Daniel Sánchez Arévalo parece decidido a retratar con extrema delicadeza, y una honestidad que trasciende las formas, el lado bueno de los vínculos y las relaciones familiares. Pero esta vez no se trata de una cuestión secundaria que sirve de contexto para contar un romance, algo que sucedía en sus últimos largometrajes Primos (2011) y La gran familia española (2013), sino que es el núcleo del relato: lo familiar como gérmen de la dimensión afectiva, el nexo que permite encontrar el lugar en el mundo. Y así, en esta búsqueda de uno mismo (en plena adolescencia), Diecisiete (2019) funciona como lo haría cualquier terapia: definiendo el problema y estableciendo los pasos necesarios para la sanación, sin melodramas, tan solo con la esperanza de mejorar en el proceso.

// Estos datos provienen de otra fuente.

impl Conv2D {
    /// Create a convolution layer with freshly initialized filters
    ///
    /// # Arguments
    ///
    /// * `input_height`, `input_width`, `input_depth` - Input cube shape
    /// * `filter_height`, `filter_width` - Spatial filter size (depth always
    ///   equals `input_depth`)
    /// * `vertical_stride`, `horizontal_stride` - Window step sizes
    /// * `num_filters` - Number of filters (= output depth)
    /// * `initializer` - Weight scheme name; fan-in is
    ///   `filter_height · filter_width · input_depth`
    /// * `rng` - Generator to draw the initial filter weights from
    ///
    /// # Panics
    ///
    /// Panics when the filter overhangs the input or the stride doesn't
    /// divide `(input - filter)` exactly on either axis — a valid
    /// convolution must tile the input, and coercing the shape would
    /// silently train a different network.
    #[allow(clippy::too_many_arguments)]
    pub fn new(
        input_height: usize,
        input_width: usize,
        input_depth: usize,
        filter_height: usize,
        filter_width: usize,
        vertical_stride: usize,
        horizontal_stride: usize,
        num_filters: usize,
        initializer: &str,
        rng: &mut RandomGenerator,
    ) -> Self {
        assert!(
            input_depth > 0 && num_filters > 0 && vertical_stride > 0 && horizontal_stride > 0,
            "Conv2D depth, filter count, and strides must be nonzero"
        );
        assert!(
            filter_height <= input_height && filter_width <= input_width,
            "Filter {}x{} doesn't fit input {}x{}",
            filter_height,
            filter_width,
            input_height,
            input_width
        );
        assert_eq!(
            (input_height - filter_height) % vertical_stride,
            0,
            "Vertical stride {} doesn't tile input height {} with filter height {}",
            vertical_stride,
            input_height,
            filter_height
        );
        assert_eq!(
            (input_width - filter_width) % horizontal_stride,
            0,
            "Horizontal stride {} doesn't tile input width {} with filter width {}",
            horizontal_stride,
            input_width,
            filter_width
        );

        let init = WeightInitializer::new(initializer, filter_height * filter_width * input_depth);
        let filters: Vec<Tensor> = (0..num_filters)
            .map(|_| {
                let data: Vec<f64> = (0..filter_height * filter_width * input_depth)
                    .map(|_| init.sample(rng))
                    .collect();
                Tensor::new(data, vec![filter_height, filter_width, input_depth])
            })
            .collect();

        let acc_grad_filters = (0..num_filters)
            .map(|_| Tensor::zeros(vec![filter_height, filter_width, input_depth]))
            .collect();

        Self {
            input_height,
            input_width,
            input_depth,
            filter_height,
            filter_width,
            vertical_stride,
            horizontal_stride,
            num_filters,
            filters,
            input: Tensor::empty(),
            output: Tensor::empty(),
            grad_input: Tensor::empty(),
            grad_filters: Vec::new(),
            acc_grad_input: Tensor::zeros(vec![input_height, input_width, input_depth]),
            acc_grad_filters,
        }
    }

    /// Spatial output height: `(input_height - filter_height)/vertical_stride + 1`
    pub fn output_height(&self) -> usize {
        (self.input_height - self.filter_height) / self.vertical_stride + 1
    }

    /// Spatial output width: `(input_width - filter_width)/horizontal_stride + 1`
    pub fn output_width(&self) -> usize {
        (self.input_width - self.filter_width) / self.horizontal_stride + 1
    }

    /// Output shape `[output_height, output_width, num_filters]`
    pub fn output_shape(&self) -> Vec<usize> {
        vec![self.output_height(), self.output_width(), self.num_filters]
    }

    /// Forward pass: one dot product per (output position, filter) pair
    ///
    /// Caches input and output for the backward pass.
    ///
    /// # Panics
    ///
    /// Panics if the input shape disagrees with the construction-time shape.
    pub fn forward(&mut self, input: &Tensor) -> Tensor {
        assert_eq!(
            input.shape,
            vec![self.input_height, self.input_width, self.input_depth],
            "Conv2D input shape {:?} doesn't match configured shape [{}, {}, {}]",
            input.shape,
            self.input_height,
            self.input_width,
            self.input_depth
        );

        let out_h = self.output_height();
        let out_w = self.output_width();
        let nf = self.num_filters;
        let sv = self.vertical_stride;
        let sh = self.horizontal_stride;

        let mut out = vec![0.0; out_h * out_w * nf];
        // Each chunk is one (r, c) cell's filter vector; cells are independent
        out.par_chunks_mut(nf).enumerate().for_each(|(pos, cell)| {
            let r = pos / out_w;
            let c = pos % out_w;
            for (f, filter) in self.filters.iter().enumerate() {
                cell[f] = input.patch_dot(r * sv, c * sh, filter);
            }
        });

        let output = Tensor::new(out, vec![out_h, out_w, nf]);
        self.input = input.clone();
        self.output = output.clone();
        output
    }

    /// Backward pass: overlap-add input gradient, cross-correlation filter gradient
    ///
    /// Adds the per-sample filter gradients to the minibatch accumulators.
    ///
    /// # Panics
    ///
    /// Panics if the upstream gradient's shape disagrees with the last
    /// cached output (which also catches "backward before forward").
    pub fn backward(&mut self, upstream: &Tensor) {
        assert_eq!(
            upstream.shape, self.output.shape,
            "Upstream gradient shape {:?} doesn't match Conv2D output shape {:?}",
            upstream.shape, self.output.shape
        );

        let (ih, iw, id) = (self.input_height, self.input_width, self.input_depth);
        let (fh, fw) = (self.filter_height, self.filter_width);
        let (sv, sh) = (self.vertical_stride, self.horizontal_stride);
        let out_h = self.output_height();
        let out_w = self.output_width();
        let input_len = ih * iw * id;

        // grad_input: overlapping patches write the same slots, so each
        // filter fills a thread-local partial buffer and the buffers are
        // summed afterwards (order-independent up to fp summation order).
        let grad_input_data = (0..self.num_filters)
            .into_par_iter()
            .map(|f| {
                let filter = &self.filters[f];
                let mut partial = vec![0.0; input_len];
                for r in 0..out_h {
                    for c in 0..out_w {
                        let gval = upstream.at(r, c, f);
                        let (r0, c0) = (r * sv, c * sh);
                        for i in 0..fh {
                            for j in 0..fw {
                                let dst = ((r0 + i) * iw + (c0 + j)) * id;
                                let src = (i * fw + j) * id;
                                for k in 0..id {
                                    partial[dst + k] += gval * filter.data[src + k];
                                }
                            }
                        }
                    }
                }
                partial
            })
            .reduce(
                || vec![0.0; input_len],
                |mut acc, partial| {
                    acc.iter_mut().zip(partial).for_each(|(a, p)| *a += p);
                    acc
                },
            );
        self.grad_input = Tensor::new(grad_input_data, vec![ih, iw, id]);
        self.acc_grad_input.accumulate(&self.grad_input);

        // grad_filters[f] = Σ_{r,c} g[r][c][f] · (input patch); filters are
        // independent, so this fans out cleanly
        let input = &self.input;
        let grad_filters: Vec<Tensor> = (0..self.num_filters)
            .into_par_iter()
            .map(|f| {
                let mut gf = Tensor::zeros(vec![fh, fw, id]);
                for r in 0..out_h {
                    for c in 0..out_w {
                        let gval = upstream.at(r, c, f);
                        let (r0, c0) = (r * sv, c * sh);
                        for i in 0..fh {
                            for j in 0..fw {
                                let src = ((r0 + i) * iw + (c0 + j)) * id;
                                let dst = (i * fw + j) * id;
                                for k in 0..id {
                                    gf.data[dst + k] += gval * input.data[src + k];
                                }
                            }
                        }
                    }
                }
                gf
            })
            .collect();

        for (acc, gf) in self.acc_grad_filters.iter_mut().zip(&grad_filters) {
            acc.accumulate(gf);
        }
        self.grad_filters = grad_filters;
    }

    /// Apply the accumulated minibatch step to every filter and clear the
    /// accumulators
    ///
    /// # Panics
    ///
    /// Panics if `batch_size` is zero.
    pub fn update_parameters(&mut self, batch_size: usize, learning_rate: f64) {
        assert!(batch_size > 0, "Batch size must be nonzero");
        let step = learning_rate / batch_size as f64;

        for (filter, acc) in self.filters.iter_mut().zip(&mut self.acc_grad_filters) {
            filter
                .data
                .iter_mut()
                .zip(&acc.data)
                .for_each(|(w, a)| *w -= step * a);
            acc.fill(0.0);
        }
        self.acc_grad_input.fill(0.0);
    }

    /// Gradient w.r.t. the last forward input (input-shaped cube)
    pub fn gradient_wrt_input(&self) -> &Tensor {
        &self.grad_input
    }

    /// Sum of per-sample input gradients since the last update
    pub fn accumulated_gradient_wrt_input(&self) -> &Tensor {
        &self.acc_grad_input
    }

    /// Per-sample filter gradients from the last backward
    pub fn gradient_wrt_filters(&self) -> &[Tensor] {
        &self.grad_filters
    }

    /// Number of filters (= output depth)
    pub fn num_filters(&self) -> usize {
        self.num_filters
    }
}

Haciendo gala de un humor fresco y afectuoso, el guion de Sánchez Arévalo es el punto fuerte de una cinta que, apostando por el realismo y sin ningún tipo de exceso narrativo o visual, no pretende traicionar su espíritu alegre y tierno. Es este lado luminoso del conflicto hacia donde el cineasta dirige la mirada y no pierde detalle: desde el cariño con que retrata a sus personajes (sostenido por el gran trabajo interpretativo de Biel Montoro y Nacho Sánchez, su complicidad y su capacidad para equilibrar el drama y la comedia) hasta la honestidad con la que sitúa en un segundo plano todo aquello que sirve como empuje emocional, anclajes necesarios que ajustan la gramática sentimental del joven Héctor.

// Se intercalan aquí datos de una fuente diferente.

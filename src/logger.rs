//! Training Metrics and Prediction Export
//!
//! Two thin CSV writers for driver programs:
//!
//! - [`TrainingLogger`] appends one row per epoch (epoch, elapsed seconds,
//!   loss, accuracy) and echoes a console line, flushing after every row
//!   so a crashed run keeps its history.
//! - [`PredictionWriter`] produces the two-column export a downstream
//!   consumer expects: example index and predicted class (argmax of the
//!   final layer output), one row per example.
//!
//! Both return [`std::io::Result`] — I/O failures are the driver's to
//! handle, never a panic inside the engine.
//!
//! ## Example
//!
//! ```rust,no_run
//! use cesario::TrainingLogger;
//!
//! let mut logger = TrainingLogger::new("training_log.csv")?;
//! logger.log(1, 0.693, 0.5)?;
//! # Ok::<(), std::io::Error>(())
//! ```

use std::fs::File;
use std::io::Write;
use std::time::Instant;

/// Per-epoch CSV + console metrics logger
pub struct TrainingLogger {
    log_file: File,
    start_time: Instant,
}

impl TrainingLogger {
    /// Create the CSV file and write its header
    pub fn new(log_path: &str) -> std::io::Result<Self> {
        let mut log_file = File::create(log_path)?;
        writeln!(log_file, "epoch,elapsed_seconds,loss,accuracy")?;

        Ok(Self {
            log_file,
            start_time: Instant::now(),
        })
    }

    /// Log one epoch
    ///
    /// Writes the CSV row, flushes it, and prints a console summary.
    pub fn log(&mut self, epoch: usize, loss: f64, accuracy: f64) -> std::io::Result<()> {
        let elapsed = self.start_time.elapsed().as_secs_f64();

        writeln!(
            self.log_file,
            "{},{:.2},{:.6},{:.4}",
            epoch, elapsed, loss, accuracy
        )?;
        // Flush so nothing is lost if the run dies mid-epoch
        self.log_file.flush()?;

        println!(
            "Epoch {:5} | Time: {:7.1}s | Loss: {:.6} | Accuracy: {:.2}%",
            epoch,
            elapsed,
            loss,
            accuracy * 100.0
        );
        Ok(())
    }
}

/// Two-column (index, predicted class) CSV export
pub struct PredictionWriter {
    out_file: File,
}

impl PredictionWriter {
    /// Create the CSV file and write its header
    pub fn new(out_path: &str) -> std::io::Result<Self> {
        let mut out_file = File::create(out_path)?;
        writeln!(out_file, "index,predicted_class")?;
        Ok(Self { out_file })
    }

    /// Append one example's predicted class
    pub fn write(&mut self, index: usize, predicted_class: usize) -> std::io::Result<()> {
        writeln!(self.out_file, "{},{}", index, predicted_class)
    }

    /// Flush buffered rows to disk
    pub fn flush(&mut self) -> std::io::Result<()> {
        self.out_file.flush()
    }
}

#[cfg(test)]
mod tests {
    use super::*;
    use std::fs;

    #[test]
    fn test_training_logger_writes_header_and_rows() {
        let path = std::env::temp_dir().join("cesario_test_training_log.csv");
        let path = path.to_str().unwrap();

        let mut logger = TrainingLogger::new(path).unwrap();
        logger.log(1, 0.5, 0.75).unwrap();
        logger.log(2, 0.25, 1.0).unwrap();

        let contents = fs::read_to_string(path).unwrap();
        let lines: Vec<&str> = contents.lines().collect();
        assert_eq!(lines[0], "epoch,elapsed_seconds,loss,accuracy");
        assert!(lines[1].starts_with("1,"));
        assert!(lines[1].ends_with(",0.500000,0.7500"));
        assert_eq!(lines.len(), 3);

        fs::remove_file(path).ok();
    }

    #[test]
    fn test_prediction_writer_two_column_format() {
        let path = std::env::temp_dir().join("cesario_test_predictions.csv");
        let path = path.to_str().unwrap();

        let mut writer = PredictionWriter::new(path).unwrap();
        writer.write(0, 3).unwrap();
        writer.write(1, 7).unwrap();
        writer.flush().unwrap();

        let contents = fs::read_to_string(path).unwrap();
        assert_eq!(contents, "index,predicted_class\n0,3\n1,7\n");

        fs::remove_file(path).ok();
    }
}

Diecisiete es un ejercicio de empatía, una road movie inesperada que avanza sin contemplaciones porque confía en que a cada paso del camino hay una nueva conquista. Un viaje desde dentro hacia afuera que comienza con una ilusión, una que aporta la luz necesaria para abrirse al mundo.
Lo mejor: La fidelidad con que representa todo lo terapéutico (desde la terapia con perros, hasta la relación con la educadora, o el trastorno de Héctor).
Lo peor: Una y otra vez oír ‘tarapara’, gag que, por insistencia, se agota muy rápidamente.